ETS factors promote oncogenic transformation in the context of Pten loss by altering AR output.
Major finding: ETS factors promote oncogenic transformation in the context of Pten loss by altering AR output.
Mechanism: ERG and ETV1 function as pioneer factors to enhance AR binding and transcriptional activity.
Impact: A new conditional mouse model provides a useful tool to study ETS-driven prostate tumorigenesis.

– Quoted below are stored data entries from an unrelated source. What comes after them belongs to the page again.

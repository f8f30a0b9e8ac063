//! Remote collection store
//!
//! Collections are read with a single unconditional `select=*`: no filter,
//! no ordering, no pagination, no retry. [`fetch_collection`] is the only
//! path screens use, and it folds every failure into "no data".

use async_trait::async_trait;
use reqwest::Client;
use serde_json::Value;
use std::collections::{HashMap, HashSet};
use std::path::Path;
use std::time::Duration;
use tracing::{debug, info, instrument, warn};

use crate::config::StoreConfig;
use crate::models::Entity;
use crate::{GuideError, Result};

/// A store that can hand back every row of a named collection.
#[async_trait]
pub trait CollectionSource: Send + Sync {
    async fn select_all(&self, collection: &str) -> Result<Vec<Value>>;
}

/// PostgREST client for a Supabase project
pub struct SupabaseClient {
    client: Client,
    api_key: Option<String>,
    base_url: String,
}

impl SupabaseClient {
    /// Create a new client
    pub fn new(config: &StoreConfig) -> Result<Self> {
        let client = Client::builder()
            .timeout(Duration::from_secs(config.timeout_seconds.into()))
            .user_agent(concat!("songkhla-guide/", env!("CARGO_PKG_VERSION")))
            .build()
            .map_err(|e| GuideError::config(format!("Failed to create HTTP client: {e}")))?;

        Ok(Self {
            client,
            api_key: config.api_key.clone(),
            base_url: config.base_url.trim_end_matches('/').to_string(),
        })
    }

    fn collection_url(&self, collection: &str) -> String {
        format!(
            "{}/rest/v1/{}",
            self.base_url,
            urlencoding::encode(collection)
        )
    }
}

#[async_trait]
impl CollectionSource for SupabaseClient {
    #[instrument(skip(self))]
    async fn select_all(&self, collection: &str) -> Result<Vec<Value>> {
        let url = self.collection_url(collection);
        debug!("Store request URL: {}", url);

        let mut request = self.client.get(&url).query(&[("select", "*")]);

        if let Some(api_key) = &self.api_key {
            request = request
                .header("apikey", api_key)
                .header("Authorization", format!("Bearer {api_key}"));
        }

        let response = request
            .send()
            .await
            .map_err(|e| GuideError::store(format!("Request to '{collection}' failed: {e}")))?;

        if !response.status().is_success() {
            let status = response.status();
            let error_text = response.text().await.unwrap_or_default();
            return Err(GuideError::store_status(
                status.as_u16(),
                format!("Store returned {status} for '{collection}': {error_text}"),
            ));
        }

        let rows: Vec<Value> = response.json().await.map_err(|e| {
            GuideError::store(format!("Failed to parse rows of '{collection}': {e}"))
        })?;

        info!("Read {} rows from '{}'", rows.len(), collection);
        Ok(rows)
    }
}

/// Collections held in memory, e.g. loaded from a fixtures file
#[derive(Debug, Default, Clone)]
pub struct MemorySource {
    collections: HashMap<String, Vec<Value>>,
}

impl MemorySource {
    #[must_use]
    pub fn new() -> Self {
        Self::default()
    }

    /// Add or replace a collection
    #[must_use]
    pub fn with_collection(mut self, collection: &str, rows: Vec<Value>) -> Self {
        self.collections.insert(collection.to_string(), rows);
        self
    }

    /// Load a JSON object mapping collection names to arrays of rows
    pub fn from_file(path: impl AsRef<Path>) -> Result<Self> {
        let path = path.as_ref();
        let text = std::fs::read_to_string(path)?;
        let collections: HashMap<String, Vec<Value>> =
            serde_json::from_str(&text).map_err(|e| {
                GuideError::validation(format!(
                    "Fixtures file {} is not a map of collections: {e}",
                    path.display()
                ))
            })?;
        Ok(Self { collections })
    }
}

#[async_trait]
impl CollectionSource for MemorySource {
    async fn select_all(&self, collection: &str) -> Result<Vec<Value>> {
        self.collections.get(collection).cloned().ok_or_else(|| {
            GuideError::store_status(404, format!("relation \"{collection}\" does not exist"))
        })
    }
}

/// Read every record of `E`'s collection, in store order.
///
/// Transport errors, error statuses and rows of the wrong shape all end up as
/// `None`; they are only logged.
#[instrument(skip(source), fields(collection = E::CATEGORY.collection()))]
pub async fn fetch_collection<E: Entity>(source: &dyn CollectionSource) -> Option<Vec<E>> {
    let collection = E::CATEGORY.collection();
    let rows = match source.select_all(collection).await {
        Ok(rows) => rows,
        Err(e) => {
            warn!("Error fetching {}: {}", collection, e);
            return None;
        }
    };

    match serde_json::from_value::<Vec<E>>(Value::Array(rows)) {
        Ok(records) => {
            let mut seen = HashSet::new();
            for record in &records {
                if !seen.insert(record.id()) {
                    warn!("Duplicate id '{}' in {}", record.id(), collection);
                }
            }
            Some(records)
        }
        Err(e) => {
            warn!(
                "Error fetching {}: {}",
                collection,
                GuideError::decode(collection, e.to_string())
            );
            None
        }
    }
}

#[cfg(test)]
mod tests {
    use super::*;
    use crate::models::{Attraction, Cafe, Temple};
    use serde_json::json;

    fn samila() -> Value {
        json!({
            "id": "1",
            "name": "Samila Beach",
            "image": "http://x/1.jpg",
            "address": "Songkhla",
            "latitude": 7.2,
            "longitude": 100.6
        })
    }

    #[tokio::test]
    async fn test_fetch_keeps_store_order() {
        let mut second = samila();
        second["id"] = json!("2");
        second["name"] = json!("Koh Yo");
        let source = MemorySource::new().with_collection("attractions", vec![second, samila()]);

        let records = fetch_collection::<Attraction>(&source).await.unwrap();
        let ids: Vec<&str> = records.iter().map(|a| a.id.as_str()).collect();
        assert_eq!(ids, ["2", "1"]);
    }

    #[tokio::test]
    async fn test_duplicate_ids_are_kept() {
        let source =
            MemorySource::new().with_collection("attractions", vec![samila(), samila()]);
        let records = fetch_collection::<Attraction>(&source).await.unwrap();
        assert_eq!(records.len(), 2);
        assert!(records.iter().all(|a| a.id() == "1"));
    }

    #[tokio::test]
    async fn test_cafes_are_read_from_coffee() {
        let source = MemorySource::new().with_collection("coffee", vec![]);
        assert_eq!(fetch_collection::<Cafe>(&source).await, Some(vec![]));
    }

    #[tokio::test]
    async fn test_missing_collection_is_absent() {
        let source = MemorySource::new();
        assert!(fetch_collection::<Temple>(&source).await.is_none());
    }

    #[tokio::test]
    async fn test_malformed_rows_are_absent() {
        let source =
            MemorySource::new().with_collection("temples", vec![json!({"id": "t1"})]);
        assert!(fetch_collection::<Temple>(&source).await.is_none());
    }

    #[test]
    fn test_collection_url() {
        let client = SupabaseClient::new(&StoreConfig {
            base_url: "https://demo.supabase.co/".to_string(),
            api_key: None,
            timeout_seconds: 5,
        })
        .unwrap();
        assert_eq!(
            client.collection_url("coffee"),
            "https://demo.supabase.co/rest/v1/coffee"
        );
    }

    #[test]
    fn test_fixtures_file_must_be_a_map() {
        let file = tempfile::NamedTempFile::new().unwrap();
        std::fs::write(file.path(), "[1, 2, 3]").unwrap();
        let err = MemorySource::from_file(file.path()).unwrap_err();
        assert!(matches!(err, GuideError::Validation { .. }));
    }
}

Oncogenic rearrangements involving ETS family genes frequently occur in prostate cancer and result in tissue-specific expression of ETS transcription factors including ERG and ETS variant gene 1 (ETV1). However, existing transgenic ETS mouse models have shown only a minimal tumor phenotype, and the mechanisms underlying ETS-driven prostate tumorigenesis remain poorly understood. To address these issues, Chen and colleagues generated a conditional mouse model in which the TMPRSS2–ERG fusion was uniformly expressed specifically in prostate epithelial cells. Consistent with previous reports, ERG expression alone was not sufficient to initiate prostate tumors, but cooperated with genetic deletion of Pten to induce highly penetrant prostatic intraepithelial neoplasia and progression to invasive adenocarcinoma. Intriguingly, genome-wide androgen receptor (AR) binding was increased in ERG-expressing mice compared with wild-type mice; a large percentage of new AR peaks mapped to genes containing ERG binding sites within preexisting enhancer regions marked by histone 3 lysine 4 methylation, suggesting that ERG may function as a pioneer factor to promote AR recruitment and transcriptional activity. ERG triggered robust transcriptome changes in the context of Pten deficiency similar to ERG-mediated changes in human prostate cancer, including regulation of genes that modulate cell death, inflammation, migration, and angiogenesis, and stimulated AR transcriptional activity in the absence of Pten. Furthermore, ETS factors also positively regulated AR binding and transcriptional output in ETV1-translocated, PTEN-deficient human prostate cancer cells, supporting the notion that ETS-dependent modulation of AR binding primes the prostate epithelium to respond to upstream signals and restores AR function following PTEN loss. These findings establish this mouse model as a useful tool for additional mechanistic studies and suggest that ETS factors induce prostate-specific transformation via regulation of the AR cistrome.